- _Exercise description_
Whenever a line below includes the string "iter", show it.
*** Information given ***
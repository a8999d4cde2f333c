// src/models/province.rs

//! Province and subject-type lookup tables.

/// Provincial-level region codes used by the upstream static resources.
pub const PROVINCES: &[(&str, &str)] = &[
    ("11", "北京"),
    ("12", "天津"),
    ("13", "河北"),
    ("14", "山西"),
    ("15", "内蒙古"),
    ("21", "辽宁"),
    ("22", "吉林"),
    ("23", "黑龙江"),
    ("31", "上海"),
    ("32", "江苏"),
    ("33", "浙江"),
    ("34", "安徽"),
    ("35", "福建"),
    ("36", "江西"),
    ("37", "山东"),
    ("41", "河南"),
    ("42", "湖北"),
    ("43", "湖南"),
    ("44", "广东"),
    ("45", "广西"),
    ("46", "海南"),
    ("50", "重庆"),
    ("51", "四川"),
    ("52", "贵州"),
    ("53", "云南"),
    ("54", "西藏"),
    ("61", "陕西"),
    ("62", "甘肃"),
    ("63", "青海"),
    ("64", "宁夏"),
    ("65", "新疆"),
    ("71", "台湾"),
    ("81", "香港"),
    ("82", "澳门"),
];

/// All province codes in table order.
pub fn province_ids() -> Vec<String> {
    PROVINCES.iter().map(|(id, _)| id.to_string()).collect()
}

/// Display name for a province code; unknown codes get a generic label.
pub fn province_name(id: &str) -> String {
    PROVINCES
        .iter()
        .find(|(code, _)| *code == id)
        .map(|(_, name)| name.to_string())
        .unwrap_or_else(|| format!("省份{id}"))
}

/// Display name for a subject-type code (文科/理科/...).
pub fn subject_type_name(code: &str) -> String {
    match code {
        "1" => "文科".to_string(),
        "2" => "理科".to_string(),
        "3" => "综合".to_string(),
        "4" => "物理类".to_string(),
        "5" => "历史类".to_string(),
        other => format!("类型{other}"),
    }
}

#[cfg(test)]
mod tests {
    use super::*;

    #[test]
    fn known_and_unknown_provinces() {
        assert_eq!(province_name("44"), "广东");
        assert_eq!(province_name("99"), "省份99");
        assert_eq!(province_ids().len(), PROVINCES.len());
    }

    #[test]
    fn subject_types() {
        assert_eq!(subject_type_name("2"), "理科");
        assert_eq!(subject_type_name("7"), "类型7");
    }
}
*** End of Information given ***
- _Answer section_
    PROVINCES.iter().map(|(id, _)| id.to_string()).collect()
        .iter()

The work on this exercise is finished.